Cold Steel troopers observe Black History Month in Afghanistan
February 20, 2012
CAMP MARMAL, Afghanistan -- In 1976, former President Gerald Ford declared the month of February as Black History Month. As America was on the brink of celebrating 200 years of independence, he said that Americans should "seize the opportunity to honor the too-often neglected accomplishments of black Americans in every area of endeavor throughout our history."
In Afghanistan, more than 35 years since Ford's proclamation, soldiers from the 1st Air Cavalry Brigade, 1st Cavalry Division followed suit, marking Black History Month with an observance Feb. 18 at the Camp Marmal Chapel.
The theme for the event was "the creation of freedom" which focused on the contributions of black American inventors, according to Staff Sgt. Dana Elias, originally from Phoenix, the equal opportunity adviser for Headquarters Support Company, 615th Aviation Support Battalion, 1st ACB.
Elias said that when the topic of black history comes up, the focus is often on the civil rights pioneers, so the idea was to deviate somewhat from that and highlight others who have left their mark on American society.
Through slideshows, speeches and songs, the soldiers of the 615th ASB honored the legacies of prominent black Americans such as George Washington Carver and Dr.

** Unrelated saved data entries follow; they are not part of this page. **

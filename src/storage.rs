//! Raw document storage.
//!
//! Uploaded PDFs live here only while their extraction runs. Paths are
//! opaque `{user_id}/{unix_millis}_{nonce}_{filename}` strings handed back
//! by [`document_path`].

use std::fs;
use std::path::{Component, Path, PathBuf};

use chrono::Utc;
use thiserror::Error;
use uuid::Uuid;

#[derive(Error, Debug)]
pub enum StorageError {
    #[error("Invalid document path: {0}")]
    InvalidPath(String),

    #[error("Document not found: {0}")]
    NotFound(String),

    #[error("I/O error: {0}")]
    Io(#[from] std::io::Error),
}

/// Object store for raw uploaded documents.
pub trait DocumentStore: Send + Sync {
    fn upload(&self, path: &str, bytes: &[u8]) -> Result<(), StorageError>;
    fn download(&self, path: &str) -> Result<Vec<u8>, StorageError>;
    /// Deleting a missing object succeeds.
    fn delete(&self, path: &str) -> Result<(), StorageError>;
}

/// Build the storage path for a freshly uploaded file.
///
/// The random nonce keeps same-named files uploaded within one
/// millisecond apart.
pub fn document_path(user_id: Uuid, filename: &str) -> String {
    let nonce = Uuid::new_v4().simple().to_string();
    format!(
        "{user_id}/{}_{}_{}",
        Utc::now().timestamp_millis(),
        &nonce[..8],
        sanitize_filename(filename)
    )
}

/// Reduce an untrusted filename to a safe single path segment.
pub fn sanitize_filename(name: &str) -> String {
    let sanitized: String = name
        .chars()
        .filter(|&c| c != '/' && c != '\\' && c != '\0')
        .map(|c| {
            if c.is_alphanumeric() || c == '.' || c == '-' || c == '_' {
                c
            } else {
                '_'
            }
        })
        .collect();

    let sanitized = sanitized.replace("..", "");
    let sanitized: String = sanitized.chars().take(100).collect();

    if sanitized.is_empty() || sanitized == "." {
        "document".into()
    } else {
        sanitized
    }
}

/// Filesystem-backed store rooted at one directory.
pub struct FsDocumentStore {
    root: PathBuf,
}

impl FsDocumentStore {
    pub fn new(root: impl Into<PathBuf>) -> Self {
        Self { root: root.into() }
    }

    fn resolve(&self, path: &str) -> Result<PathBuf, StorageError> {
        let relative = Path::new(path);
        let valid = !path.is_empty()
            && !path.split('/').any(str::is_empty)
            && relative
                .components()
                .all(|c| matches!(c, Component::Normal(_)));
        if !valid {
            return Err(StorageError::InvalidPath(path.to_string()));
        }
        Ok(self.root.join(relative))
    }

    /// List documents left behind by an interrupted upload.
    ///
    /// A crash between extraction and cleanup leaves the raw document in
    /// place. Nothing here deletes them.
    pub fn orphans(&self) -> Vec<String> {
        let entries = match fs::read_dir(&self.root) {
            Ok(e) => e,
            Err(_) => return Vec::new(), // Store dir may not exist yet
        };

        let mut found = Vec::new();
        for entry in entries.flatten() {
            let user_dir = entry.path();
            if !user_dir.is_dir() {
                continue;
            }
            let owner = entry.file_name().to_string_lossy().into_owned();
            let Ok(files) = fs::read_dir(&user_dir) else {
                continue;
            };
            for file in files.flatten() {
                if file.path().is_file() {
                    found.push(format!("{owner}/{}", file.file_name().to_string_lossy()));
                }
            }
        }
        found.sort();
        found
    }
}

impl DocumentStore for FsDocumentStore {
    fn upload(&self, path: &str, bytes: &[u8]) -> Result<(), StorageError> {
        let full = self.resolve(path)?;
        if let Some(parent) = full.parent() {
            fs::create_dir_all(parent)?;
        }
        fs::write(&full, bytes)?;
        Ok(())
    }

    fn download(&self, path: &str) -> Result<Vec<u8>, StorageError> {
        let full = self.resolve(path)?;
        match fs::read(&full) {
            Ok(bytes) => Ok(bytes),
            Err(e) if e.kind() == std::io::ErrorKind::NotFound => {
                Err(StorageError::NotFound(path.to_string()))
            }
            Err(e) => Err(e.into()),
        }
    }

    fn delete(&self, path: &str) -> Result<(), StorageError> {
        let full = self.resolve(path)?;
        match fs::remove_file(&full) {
            Ok(()) => Ok(()),
            Err(e) if e.kind() == std::io::ErrorKind::NotFound => Ok(()),
            Err(e) => Err(e.into()),
        }
    }
}
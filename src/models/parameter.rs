use serde::Serialize;

use super::enums::ParameterKey;

/// Clinically normal bounds for a lab parameter.
#[derive(Debug, Clone, Copy, PartialEq, Serialize)]
pub struct NormalRange {
    pub min: f64,
    /// For higher-is-better markers this is a display ceiling only.
    pub max: f64,
}

impl NormalRange {
    pub const fn new(min: f64, max: f64) -> Self {
        Self { min, max }
    }

    pub fn contains(&self, value: f64) -> bool {
        value >= self.min && value <= self.max
    }
}

/// Static description of one tracked lab marker.
#[derive(Debug, Clone, PartialEq, Serialize)]
pub struct ParameterDefinition {
    pub key: ParameterKey,
    pub label: &'static str,
    pub unit: &'static str,
    pub description: &'static str,
    pub normal_range: NormalRange,
    pub higher_is_better: bool,
    pub color: &'static str,
}
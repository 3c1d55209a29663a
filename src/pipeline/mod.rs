pub mod upload; // PDF upload -> extraction -> report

Charles Richard Drew.
"This aspect of black history sometimes goes unnoticed," said Elias. "People need to know that without their [the inventors] contributions, America wouldn't be the great country that it is today."
Spc. Phillip Marsh, from Memphis, Tenn., a light wheel mechanic assigned to HSC, 615th ASB, highlighted the accomplishments of Garrett Augustus Morgan, an inventor who mainly focused on finding methods to enhance public safety.
Morgan was one of the many black Americans who deserve credit for making America a better place to live, said Marsh.
"It's important that we pay tribute to the people who paved the way for all of us," added Marsh.
Marsh said a lot has changed for blacks in America since Morgan's time, and that most of the change has been positive.
"We've come a long way…not just black Americans but all Americans,'" he said.
Sgt. 1st Class Zantisha McGill, originally from Andrews, S.C., said she appreciated the chance to take part in what she deemed "a history lesson for everyone". The ceremony was an opportunity to put the legacy of black Americans in perspective, she added.
"Celebrating [Black History Month] gives us a chance to explore our roots and see where we are now in comparison to where we were back then," said McGill, the ground maintenance non-commissioned officer in charge for the 1st ACB, assigned to HSC, 615th ASB.
The guest speaker for the event was Command Sgt. Maj. Gary Durant, from Pittsburgh, the senior enlisted adviser for the 615th ASB.
Durant praised the soldiers who organized the event and emphasized the importance of commemorating black history. He said the historic election of President Barack Obama is proof that black Americans now have the opportunity to reach the pinnacle of American society, a notion that was unthinkable at one point.
"We're no longer defined by the past," he said in reference to the civil rights struggle of the 1960's and other tumultuous time periods for black Americans.
"America is moving forward," he added.
Durant said that ethnic observances like Black History Month should be a chance for people of all backgrounds to celebrate the cultural diversity that exists in the Army and in the general population.
"Black history, like that of others, should be recognized as part of American culture, not separate from it," said Durant.